LLM agents show film narratives amplify gender gaps in attitude surveys

734 character agents from 160 films reveal narratives exaggerate gender differences more than real life.

Deep Dive

A new arXiv paper proposes a framework that turns fictional film characters into 'surveyable LLM agents' to measure the gender values encoded in cultural narratives. The team—Vivienne Bihe Chi, Reyhan Jamalova, Lyle Ungar, and Sharath Chandra Guntuku—selected 160 U.S. films spanning 1990 to 2019 and built 734 character agents. They condensed personas from script dialogue and scene descriptions using expert-style reflections, then simulated responses to the World Values Survey on gender attitudes.

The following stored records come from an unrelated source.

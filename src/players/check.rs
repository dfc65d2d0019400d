/// the most passive seat possible: calls off the blind gap preflop,
/// then checks every street to showdown. useful as a baseline and in
/// tests that need a hand played to completion.
pub struct CheckPlayer {
    seat: Seat,
}

impl CheckPlayer {
    pub fn new(stack: Chips) -> Self {
        Self {
            seat: Seat::new(stack),
        }
    }
}

impl Player for CheckPlayer {
    fn make_move(&mut self, game: &Game) -> Action {
        if game.stage() == Stage::PreFlop && game.last_bet() != self.seat.stake {
            self.call(game)
        } else {
            self.check()
        }
    }
    fn seat(&self) -> &Seat {
        &self.seat
    }
    fn seat_mut(&mut self) -> &mut Seat {
        &mut self.seat
    }
}

use super::player::Player;
use crate::gameplay::action::Action;
use crate::gameplay::game::Game;
use crate::gameplay::seat::Seat;
use crate::gameplay::stage::Stage;
use crate::Chips;
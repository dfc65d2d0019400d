use super::kicks::Kickers;
use super::ranking::Ranking;
use crate::cards::hand::Hand;
use crate::cards::rank::Rank;
use crate::cards::suit::Suit;

const WHEEL: u16 = 0b_1000000001111;

/// a lazy evaluator for a hand's strength.
///
/// we search for the strongest Ranking first and fall through
/// class by class using bitwise tests on the 52-bit Hand.
pub struct Evaluator(Hand);
impl From<Hand> for Evaluator {
    fn from(h: Hand) -> Self {
        Self(h)
    }
}

impl Evaluator {
    pub fn find_ranking(&self) -> Ranking {
        None.or_else(|| self.find_straight_flush())
            .or_else(|| self.find_4_oak())
            .or_else(|| self.find_3_oak_2_oak())
            .or_else(|| self.find_flush())
            .or_else(|| self.find_straight())
            .or_else(|| self.find_3_oak())
            .or_else(|| self.find_2_oak_2_oak())
            .or_else(|| self.find_2_oak())
            .or_else(|| self.find_1_oak())
            .expect("at least one card in Hand")
    }

    pub fn find_kickers(&self, ranking: Ranking) -> Kickers {
        match ranking {
            // flush kickers live in the flush suit, not the whole hand
            Ranking::Flush(hi) => {
                let suit = self.find_suit_of_flush().expect("flush came from a suit");
                let ranks = u16::from(self.0.of(&suit)) & !u16::from(hi);
                Kickers::from(Self::strip(ranks, 4))
            }
            ranking => match ranking.n_kickers() {
                0 => Kickers::from(0u16),
                n => {
                    let ranks = u16::from(self.0) & ranking.mask();
                    Kickers::from(Self::strip(ranks, n))
                }
            },
        }
    }

    /// drop low bits until only the top n ranks remain
    fn strip(mut ranks: u16, n: usize) -> u16 {
        while ranks.count_ones() as usize > n {
            ranks &= ranks - 1;
        }
        ranks
    }

    fn find_1_oak(&self) -> Option<Ranking> {
        self.find_rank_of_n_oak(1, None).map(Ranking::HighCard)
    }
    fn find_2_oak(&self) -> Option<Ranking> {
        self.find_rank_of_n_oak(2, None).map(Ranking::OnePair)
    }
    fn find_3_oak(&self) -> Option<Ranking> {
        self.find_rank_of_n_oak(3, None).map(Ranking::ThreeOAK)
    }
    fn find_4_oak(&self) -> Option<Ranking> {
        self.find_rank_of_n_oak(4, None).map(Ranking::FourOAK)
    }
    fn find_2_oak_2_oak(&self) -> Option<Ranking> {
        self.find_rank_of_n_oak(2, None).and_then(|hi| {
            self.find_rank_of_n_oak(2, Some(hi))
                .map(|lo| Ranking::TwoPair(hi, lo))
        })
    }
    fn find_3_oak_2_oak(&self) -> Option<Ranking> {
        self.find_rank_of_n_oak(3, None).and_then(|triple| {
            self.find_rank_of_n_oak(2, Some(triple))
                .map(|paired| Ranking::FullHouse(triple, paired))
        })
    }
    fn find_straight(&self) -> Option<Ranking> {
        self.find_rank_of_straight(self.0).map(Ranking::Straight)
    }
    fn find_flush(&self) -> Option<Ranking> {
        self.find_suit_of_flush().map(|suit| {
            let bits = u16::from(self.0.of(&suit));
            Ranking::Flush(Rank::from(bits))
        })
    }
    fn find_straight_flush(&self) -> Option<Ranking> {
        self.find_suit_of_flush()
            .and_then(|suit| self.find_rank_of_straight(self.0.of(&suit)))
            .map(|rank| match rank {
                Rank::Ace => Ranking::RoyalFlush,
                rank => Ranking::StraightFlush(rank),
            })
    }

    fn find_rank_of_straight(&self, hand: Hand) -> Option<Rank> {
        let ranks = u16::from(hand);
        let mut bits = ranks;
        bits &= bits << 1;
        bits &= bits << 1;
        bits &= bits << 1;
        bits &= bits << 1;
        if bits > 0 {
            Some(Rank::from(bits))
        } else if WHEEL == (WHEEL & ranks) {
            Some(Rank::Five)
        } else {
            None
        }
    }
    fn find_suit_of_flush(&self) -> Option<Suit> {
        Suit::all()
            .into_iter()
            .find(|suit| self.0.of(suit).size() >= 5)
    }
    fn find_rank_of_n_oak(&self, n: usize, skip: Option<Rank>) -> Option<Rank> {
        let mut high = u64::from(Rank::Ace) << 4;
        while high > 0 {
            high >>= 4;
            if let Some(skip) = skip {
                if high & u64::from(skip) != 0 {
                    continue;
                }
            }
            let mine = high & u64::from(self.0);
            if mine.count_ones() as usize >= n {
                return Some(Rank::lo(high));
            }
        }
        None
    }
}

Without any explicit demographic prompting, the agents reproduced systematic gender differences—however, the gaps were exaggerated compared to real-world survey data. The agents also showed greater decade-to-decade volatility than actual human populations, suggesting that film narratives amplify rather than homogenize gender contrasts. This finding challenges the 'cultivation theory' notion that mass media mainstreams attitudes by providing consistent inputs. The authors argue that AI systems trained on film corpora may inherit this stylized polarization before any model-level amplification occurs.

Key Points
  • Built 734 LLM agents from 160 U.S. films (1990–2019) using script dialogue and scene descriptions.
  • Agents reproduced gender attitude gaps without explicit demographic cues, but exaggerated them vs. real surveys.
  • Gender differences were amplified by narrative, not smoothed—challenging cultivation theory's mainstreaming assumption.

Why It Matters

If AI learns from films, it may inherit exaggerated gender biases—long before any model-level reinforcement.